→ **Entries shown**:

---------------

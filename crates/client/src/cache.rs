//! Shared query cache for product detail and product list reads.
//!
//! Every view reads through this cache so a mutation confirmed in one place
//! is visible everywhere. Entries expire after `max_age` and can be
//! invalidated explicitly; an invalidated entry is never served.

use std::collections::HashMap;
use std::sync::{Arc, RwLock};
use std::time::Duration;

use chrono::{DateTime, Utc};

use roastah_products::{ProductId, ProductRecord};

use crate::api::{ApiError, ProductApi};

#[derive(Debug, Clone)]
struct Entry<T> {
    value: T,
    cached_at: DateTime<Utc>,
    invalidated: bool,
}

impl<T: Clone> Entry<T> {
    fn new(value: T) -> Self {
        Self {
            value,
            cached_at: Utc::now(),
            invalidated: false,
        }
    }

    fn fresh(&self, max_age: Option<Duration>) -> Option<T> {
        if self.invalidated {
            return None;
        }
        if let Some(max) = max_age {
            let age = Utc::now().signed_duration_since(self.cached_at);
            if age.to_std().unwrap_or_default() > max {
                return None;
            }
        }
        Some(self.value.clone())
    }
}

#[derive(Debug, Default)]
struct CacheState {
    products: HashMap<ProductId, Entry<ProductRecord>>,
    list: Option<Entry<Vec<ProductRecord>>>,
}

impl CacheState {
    /// True when the cache already holds a newer version than `record`.
    fn is_newer_than(&self, record: &ProductRecord) -> bool {
        self.products
            .get(&record.id)
            .is_some_and(|e| !e.invalidated && e.value.version > record.version)
    }

    fn invalidate_list(&mut self) {
        if let Some(list) = self.list.as_mut() {
            list.invalidated = true;
        }
    }
}

/// Outcome of writing a mutation's confirmed result.
#[derive(Debug, Clone, Copy, PartialEq, Eq)]
pub enum CacheWrite {
    Applied,
    /// The cache already held a newer version; the response was dropped.
    Stale,
}

/// In-memory cache of product queries, shared behind an `Arc`.
#[derive(Debug, Default)]
pub struct QueryCache {
    inner: RwLock<CacheState>,
}

impl QueryCache {
    pub fn new() -> Self {
        Self::default()
    }

    /// Cached product, if present, not invalidated and younger than `max_age`.
    pub fn product(&self, id: ProductId, max_age: Option<Duration>) -> Option<ProductRecord> {
        let state = self.inner.read().ok()?;
        state.products.get(&id)?.fresh(max_age)
    }

    pub fn products(&self, max_age: Option<Duration>) -> Option<Vec<ProductRecord>> {
        let state = self.inner.read().ok()?;
        state.list.as_ref()?.fresh(max_age)
    }

    /// Store a fetched record unless the cache already holds a newer version.
    pub fn put_product(&self, record: ProductRecord) -> bool {
        let Ok(mut state) = self.inner.write() else {
            return false;
        };
        if state.is_newer_than(&record) {
            tracing::debug!(product_id = %record.id, "ignoring older product fetch");
            return false;
        }
        state.products.insert(record.id, Entry::new(record));
        true
    }

    pub fn put_list(&self, records: Vec<ProductRecord>) {
        if let Ok(mut state) = self.inner.write() {
            state.list = Some(Entry::new(records));
        }
    }

    /// Write a mutation's confirmed record.
    ///
    /// On success the detail entry is replaced, the matching list row is
    /// patched in place and the list is marked for refetch.
    pub fn apply_confirmed(&self, record: ProductRecord) -> CacheWrite {
        let Ok(mut state) = self.inner.write() else {
            return CacheWrite::Stale;
        };
        if state.is_newer_than(&record) {
            tracing::warn!(
                product_id = %record.id,
                version = record.version,
                "dropping stale mutation response"
            );
            return CacheWrite::Stale;
        }

        let id = record.id;
        if let Some(list) = state.list.as_mut() {
            if let Some(row) = list.value.iter_mut().find(|r| r.id == id) {
                *row = record.clone();
            }
            list.invalidated = true;
        }
        state.products.insert(id, Entry::new(record));
        CacheWrite::Applied
    }

    pub fn invalidate_product(&self, id: ProductId) {
        if let Ok(mut state) = self.inner.write() {
            if let Some(entry) = state.products.get_mut(&id) {
                entry.invalidated = true;
            }
        }
    }

    pub fn invalidate_list(&self) {
        if let Ok(mut state) = self.inner.write() {
            state.invalidate_list();
        }
    }

    /// Drop a deleted product from the detail entries and the list.
    pub fn remove_product(&self, id: ProductId) {
        if let Ok(mut state) = self.inner.write() {
            state.products.remove(&id);
            if let Some(list) = state.list.as_mut() {
                list.value.retain(|r| r.id != id);
                list.invalidated = true;
            }
        }
    }

    pub fn clear(&self) {
        if let Ok(mut state) = self.inner.write() {
            state.products.clear();
            state.list = None;
        }
    }
}

/// Reads products through the cache, fetching on miss.
#[derive(Clone)]
pub struct ProductQueries {
    api: Arc<dyn ProductApi>,
    cache: Arc<QueryCache>,
    max_age: Option<Duration>,
}

impl ProductQueries {
    pub fn new(api: Arc<dyn ProductApi>, cache: Arc<QueryCache>, max_age: Option<Duration>) -> Self {
        Self {
            api,
            cache,
            max_age,
        }
    }

    pub fn api(&self) -> &Arc<dyn ProductApi> {
        &self.api
    }

    pub fn cache(&self) -> &Arc<QueryCache> {
        &self.cache
    }

    pub async fn product(&self, id: ProductId) -> Result<ProductRecord, ApiError> {
        if let Some(record) = self.cache.product(id, self.max_age) {
            tracing::debug!(product_id = %id, "product cache hit");
            return Ok(record);
        }
        self.refetch_product(id).await
    }

    /// Bypass the cache. If a newer version was cached while the fetch was in
    /// flight, that version is returned instead of the fetched one.
    pub async fn refetch_product(&self, id: ProductId) -> Result<ProductRecord, ApiError> {
        let record = self.api.fetch_product(id).await?;
        if self.cache.put_product(record.clone()) {
            return Ok(record);
        }
        Ok(self.cache.product(id, None).unwrap_or(record))
    }

    pub async fn products(&self) -> Result<Vec<ProductRecord>, ApiError> {
        if let Some(records) = self.cache.products(self.max_age) {
            tracing::debug!(count = records.len(), "product list cache hit");
            return Ok(records);
        }
        let records = self.api.list_products().await?;
        self.cache.put_list(records.clone());
        Ok(records)
    }
}

#[cfg(test)]
mod tests {
    use super::*;
    use roastah_core::{AggregateId, SellerId};
    use roastah_products::{ProductDetails, ProductState, ProductTags, RoastLevel};

    fn record(state: ProductState, version: u64) -> ProductRecord {
        ProductRecord {
            id: ProductId::new(AggregateId::new()),
            seller_id: SellerId::new(),
            details: ProductDetails {
                name: "Kenya Nyeri".to_string(),
                description: String::new(),
                price_cents: 2_000,
                weight_grams: 250,
                roast_level: RoastLevel::Light,
                origin: None,
            },
            state,
            tags: ProductTags::default(),
            version,
            updated_at: Utc::now(),
        }
    }

    #[test]
    fn serves_fresh_entries_only() {
        let cache = QueryCache::new();
        let rec = record(ProductState::Draft, 1);
        cache.put_product(rec.clone());

        assert_eq!(cache.product(rec.id, None), Some(rec.clone()));
        assert_eq!(cache.product(rec.id, Some(Duration::from_secs(60))), Some(rec.clone()));

        cache.invalidate_product(rec.id);
        assert_eq!(cache.product(rec.id, None), None);
    }

    /// Pretend `id` was cached `age` ago.
    fn backdate(cache: &QueryCache, id: ProductId, age: chrono::Duration) {
        let mut state = cache.inner.write().unwrap();
        let entry = state.products.get_mut(&id).unwrap();
        entry.cached_at = entry.cached_at - age;
    }

    #[test]
    fn expired_entries_are_not_served() {
        let cache = QueryCache::new();
        let rec = record(ProductState::Draft, 1);
        cache.put_product(rec.clone());
        backdate(&cache, rec.id, chrono::Duration::seconds(30));

        assert_eq!(cache.product(rec.id, Some(Duration::from_secs(10))), None);
        assert_eq!(cache.product(rec.id, Some(Duration::from_secs(60))), Some(rec.clone()));
        // no max age means the entry never expires
        assert_eq!(cache.product(rec.id, None), Some(rec));
    }

    #[test]
    fn older_fetch_does_not_overwrite_newer_entry() {
        let cache = QueryCache::new();
        let newer = record(ProductState::PendingReview, 2);
        let mut older = newer.clone();
        older.version = 1;
        older.state = ProductState::Draft;

        assert!(cache.put_product(newer.clone()));
        assert!(!cache.put_product(older));
        assert_eq!(cache.product(newer.id, None).unwrap().state, ProductState::PendingReview);
    }

    #[test]
    fn confirmed_write_updates_detail_and_list() {
        let cache = QueryCache::new();
        let rec = record(ProductState::Draft, 1);
        cache.put_product(rec.clone());
        cache.put_list(vec![rec.clone()]);

        let mut confirmed = rec.clone();
        confirmed.state = ProductState::PendingReview;
        confirmed.version = 2;

        assert_eq!(cache.apply_confirmed(confirmed.clone()), CacheWrite::Applied);
        assert_eq!(cache.product(rec.id, None), Some(confirmed));
        // list row is patched but the query is marked for refetch
        assert_eq!(cache.products(None), None);
    }

    #[test]
    fn out_of_order_response_is_dropped() {
        let cache = QueryCache::new();
        let rec = record(ProductState::Draft, 1);

        let mut later = rec.clone();
        later.version = 3;
        later.state = ProductState::PendingReview;
        let mut earlier = rec.clone();
        earlier.version = 2;
        earlier.tags.is_preorder = true;

        assert_eq!(cache.apply_confirmed(later.clone()), CacheWrite::Applied);
        assert_eq!(cache.apply_confirmed(earlier), CacheWrite::Stale);
        assert_eq!(cache.product(rec.id, None), Some(later));
    }

    #[test]
    fn unversioned_responses_apply_last_write_wins() {
        let cache = QueryCache::new();
        let first = record(ProductState::Draft, 0);
        let mut second = first.clone();
        second.state = ProductState::PendingReview;

        assert_eq!(cache.apply_confirmed(first.clone()), CacheWrite::Applied);
        assert_eq!(cache.apply_confirmed(second.clone()), CacheWrite::Applied);
        assert_eq!(cache.product(first.id, None), Some(second));
    }

    #[test]
    fn remove_drops_list_row() {
        let cache = QueryCache::new();
        let a = record(ProductState::Draft, 1);
        let b = record(ProductState::Draft, 1);
        cache.put_product(a.clone());
        cache.put_list(vec![a.clone(), b.clone()]);

        cache.remove_product(a.id);
        assert_eq!(cache.product(a.id, None), None);
        assert_eq!(cache.products(None), None);
    }

    #[tokio::test]
    async fn queries_fetch_on_miss_then_hit() {
        use crate::memory::InMemoryProductApi;

        let api = Arc::new(InMemoryProductApi::new(SellerId::new()));
        let seeded = api
            .create_product(record(ProductState::Draft, 0).details)
            .unwrap();
        let cache = Arc::new(QueryCache::new());
        let queries = ProductQueries::new(api.clone(), cache.clone(), None);

        let fetched = queries.product(seeded.id).await.unwrap();
        assert_eq!(fetched, seeded);

        api.expire_session();
        // served from cache without touching the authority
        assert_eq!(queries.product(seeded.id).await.unwrap(), seeded);
        assert_eq!(queries.refetch_product(seeded.id).await.unwrap_err(), ApiError::Unauthorized);
    }

    #[tokio::test]
    async fn expired_entry_is_refetched() {
        use crate::memory::InMemoryProductApi;
        use roastah_products::ProductTag;

        let api = Arc::new(InMemoryProductApi::new(SellerId::new()));
        let seeded = api
            .create_product(record(ProductState::Draft, 0).details)
            .unwrap();
        let cache = Arc::new(QueryCache::new());
        let queries = ProductQueries::new(api.clone(), cache.clone(), Some(Duration::from_secs(10)));
        assert_eq!(queries.product(seeded.id).await.unwrap(), seeded);

        // another client changes the product behind the cache's back
        api.set_tag(seeded.id, ProductTag::Preorder, true).await.unwrap();
        assert!(!queries.product(seeded.id).await.unwrap().tags.is_preorder);

        backdate(&cache, seeded.id, chrono::Duration::seconds(11));
        let refetched = queries.product(seeded.id).await.unwrap();
        assert!(refetched.tags.is_preorder);
        assert_eq!(refetched.version, seeded.version + 1);
        assert_eq!(cache.product(seeded.id, None), Some(refetched));
    }

    #[tokio::test]
    async fn refetch_returns_newer_cached_version() {
        use crate::memory::InMemoryProductApi;
        use roastah_products::ProductTag;

        let api = Arc::new(
            InMemoryProductApi::new(SellerId::new()).with_latency(Duration::from_millis(40)),
        );
        let seeded = api
            .create_product(record(ProductState::Draft, 0).details)
            .unwrap();
        let cache = Arc::new(QueryCache::new());
        let queries = ProductQueries::new(api.clone(), cache.clone(), None);

        let (refetched, ()) = tokio::join!(queries.refetch_product(seeded.id), async {
            // a mutation confirmed while the fetch is still in flight
            let mut confirmed = seeded.clone();
            confirmed.version += 1;
            confirmed.tags.is_private = true;
            assert_eq!(cache.apply_confirmed(confirmed), CacheWrite::Applied);
        });
        let refetched = refetched.unwrap();
        assert!(refetched.tags.is_private);
        assert_eq!(refetched.version, seeded.version + 1);
    }
}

---------------

→ **What this task involves**:
Copy out each line of the listing that holds "derive".

→ **Response**:
#[derive(Debug, Clone)]
#[derive(Debug, Default)]
#[derive(Debug, Clone, Copy, PartialEq, Eq)]
#[derive(Debug, Default)]
#[derive(Clone)]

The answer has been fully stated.